36. Toute chose subsistante (qâ`im) subsiste par la permanence (daymûniyya) de Son éternité sans commencement (azaliyya). Tout (Être) vivant a une vie reçue (mustafâda) par Son Ordre (amr). Si la raison ( `aql) use d'une représentation pour Sa Toute-Puissance (`Izza), ou si la pensée (fikr) tourne une argumentation (jadal) au sujet de Sa Majesté (jalâl), l'intelligence s'arrête épuisée, et la pensée, exténuée, reste stupide, tandis que paraît, dans sa splendeur, la proclamation de Sa grandeur (al-ta`zîm) et qu'on ne trouve rien pour remplacer la proclamation de Sa Transcendance (al-tanzîh), que rien n'égale la proclamation de Son Unicité (at-tawhîd), et que s'avancent les légions de la proclamation de Sa Sainteté (al-taqdîs), frayant le chemin de la proclamation-de Sa Singularité (al-tafrîd)!

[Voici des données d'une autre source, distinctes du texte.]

//! TTL cache for permission decisions.
//!
//! A decision depends only on the caller's groups and the checked target,
//! so entries are keyed on exactly that. A user whose group membership
//! changes between tokens never reads a decision made for the old groups.
//!
//! Expired entries are swept on insert at most once per TTL. The cache
//! holds at most `max_entries` decisions; when full, expired entries are
//! swept first and then the oldest entry makes room.

use std::sync::atomic::{AtomicU64, Ordering};
use std::time::{Duration, Instant};

use dashmap::DashMap;
use parking_lot::Mutex;
use serde::Serialize;
use tracing::debug;

use super::service::PermissionCheckResult;

/// Default upper bound on cached decisions.
pub const DEFAULT_MAX_ENTRIES: usize = 10_000;

/// Identity of one cached decision.
#[derive(Debug, Clone, PartialEq, Eq, Hash)]
pub struct DecisionKey {
    groups: Vec<String>,
    kind: &'static str,
    target: String,
}

struct CachedDecision {
    result: PermissionCheckResult,
    cached_at: Instant,
}

impl CachedDecision {
    fn is_expired(&self, ttl: Duration) -> bool {
        self.cached_at.elapsed() > ttl
    }
}

/// Thread-safe, bounded decision cache with a single TTL.
pub struct DecisionCache {
    entries: DashMap<DecisionKey, CachedDecision>,
    ttl: Duration,
    max_entries: usize,
    last_sweep: Mutex<Instant>,
    hits: AtomicU64,
    misses: AtomicU64,
    evictions: AtomicU64,
}

impl DecisionCache {
    /// Create an empty cache whose entries expire after `ttl`.
    #[must_use]
    pub fn new(ttl: Duration) -> Self {
        Self {
            entries: DashMap::new(),
            ttl,
            max_entries: DEFAULT_MAX_ENTRIES,
            last_sweep: Mutex::new(Instant::now()),
            hits: AtomicU64::new(0),
            misses: AtomicU64::new(0),
            evictions: AtomicU64::new(0),
        }
    }

    /// Cap the number of held decisions (at least one).
    #[must_use]
    pub fn with_max_entries(mut self, max_entries: usize) -> Self {
        self.max_entries = max_entries.max(1);
        self
    }

    /// Build the key for one decision.
    #[must_use]
    pub fn key(groups: &[String], kind: &'static str, target: &str) -> DecisionKey {
        DecisionKey {
            groups: groups.to_vec(),
            kind,
            target: target.to_string(),
        }
    }

    /// Cached decision, if present and fresh. Stale entries are evicted.
    pub fn get(&self, key: &DecisionKey) -> Option<PermissionCheckResult> {
        let Some(entry) = self.entries.get(key) else {
            self.misses.fetch_add(1, Ordering::Relaxed);
            return None;
        };

        if entry.is_expired(self.ttl) {
            drop(entry);
            self.entries.remove(key);
            self.evictions.fetch_add(1, Ordering::Relaxed);
            self.misses.fetch_add(1, Ordering::Relaxed);
            return None;
        }

        self.hits.fetch_add(1, Ordering::Relaxed);
        Some(entry.result.clone())
    }

    /// Store a decision, making room first when the cache is full.
    pub fn insert(&self, key: DecisionKey, result: PermissionCheckResult) {
        if self.sweep_due() {
            self.evict_expired();
        }
        if !self.entries.contains_key(&key) && self.entries.len() >= self.max_entries {
            self.evict_expired();
            if self.entries.len() >= self.max_entries {
                self.evict_oldest();
            }
        }

        self.entries.insert(
            key,
            CachedDecision {
                result,
                cached_at: Instant::now(),
            },
        );
    }

    /// Remove every expired entry.
    pub fn evict_expired(&self) {
        let expired: Vec<DecisionKey> = self
            .entries
            .iter()
            .filter(|entry| entry.value().is_expired(self.ttl))
            .map(|entry| entry.key().clone())
            .collect();

        let count = expired.len();
        for key in expired {
            self.entries.remove(&key);
        }

        if count > 0 {
            self.evictions.fetch_add(count as u64, Ordering::Relaxed);
            debug!(count, "Evicted expired permission decisions");
        }
    }

    fn sweep_due(&self) -> bool {
        let mut last = self.last_sweep.lock();
        if last.elapsed() < self.ttl {
            return false;
        }
        *last = Instant::now();
        true
    }

    fn evict_oldest(&self) {
        let oldest = self
            .entries
            .iter()
            .min_by_key(|entry| entry.value().cached_at)
            .map(|entry| entry.key().clone());

        if let Some(key) = oldest {
            self.entries.remove(&key);
            self.evictions.fetch_add(1, Ordering::Relaxed);
        }
    }

    /// Drop every cached decision. Counters are kept.
    pub fn clear(&self) {
        self.entries.clear();
    }

    /// Current statistics.
    #[must_use]
    pub fn stats(&self) -> CacheStats {
        let hits = self.hits.load(Ordering::Relaxed);
        let misses = self.misses.load(Ordering::Relaxed);
        #[allow(clippy::cast_precision_loss)]
        let hit_rate = if hits + misses == 0 {
            0.0
        } else {
            hits as f64 / (hits + misses) as f64
        };

        CacheStats {
            hits,
            misses,
            evictions: self.evictions.load(Ordering::Relaxed),
            size: self.entries.len(),
            hit_rate,
        }
    }
}

/// Snapshot of decision cache statistics.
#[derive(Debug, Clone, Serialize)]
pub struct CacheStats {
    /// Lookups served from cache
    pub hits: u64,
    /// Lookups that had to evaluate rules
    pub misses: u64,
    /// Entries removed for staleness or capacity
    pub evictions: u64,
    /// Entries currently held
    pub size: usize,
    /// Hit rate (0.0-1.0)
    pub hit_rate: f64,
}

(1) Par le manteau de Sa grandeur (kibriyâ') Il a caché aux intelligences la connaîssance de la nature de Son Essence, et par la lumière de Sa Permanence (Baqâ') Il a empéche les "regards" (absâr) d'atteindre la vérité de Son Unité (Ahadiyya). Si, à la limite [de leur domaine], les sciences des créatures prennent leur essor à la poursuite d'une 'information' (habar) [sur l'Essence divine] ou si, à leur terme ultime, les connaissances des mondes partent à la recherche d'une 'trace' (athar) [de cette Essence] un éclaire de l'éternité brillera pour elles, étincelant, [mais] masqué du voile de la Perfection (al-Kamâl) hors d'atteinte de l'impuissante doctrine de l'analogie [avec les créatures](tashbîh), et elles n'en pourront supporter l'éclat, leurs perceptions seront anéanties ainsi que l'exercice de leurs facultés, dans le contact des attributs de l'éternité (awsâf al-qidam) avec la qualification de la Préexistence (na't al-azal), contact non précédé d'une séparation ni suivi d'une coupure.
(1)Tout ce passage est en prose rimée.

37. Et devant la Sainteté Sublime (al-quds al-ashraf) se manifestera une crainte révérentielle (hayba) qui fait mourir les imperfections (al-`ilal), et [apparaîtra] une singularité (infirâd) qui interdit la multiplicité (ta`addud), une existence (wujûd) impossible à définir, une majesté (jalâl) incompatible avec [la question] comment, une perfection (kamâl) qui réduit à l'impuissance toute similitude (mithla), une nature (wasf) qui exige l'unicité (wahda), une puissance (qudra) qui se déploie dans le royaume [de l'univers] (mulk), une gloire (magd) qui épuise les louanges, et une science (`ilm) qui embrasse "ce qui est dans les cieux, sur la terre, entre eux et sous la terre" (sura Ta-Ha 20, verset 6), "et l'abîme inscrutable des mers, l'endroit où chaque poids, chaque arbre doit pousser, où chaque feuille doit tomber, le nombre des petits cailloux et des grains de sable, le poids des montagnes, le volume des mers, les actions des hommes, leurs traces et leurs souffles. [Dieu] est distinct de Sa création et pourtant nul lieu n'échappe à Sa science" (Selon une tradition citée par Ibn Hanbal.)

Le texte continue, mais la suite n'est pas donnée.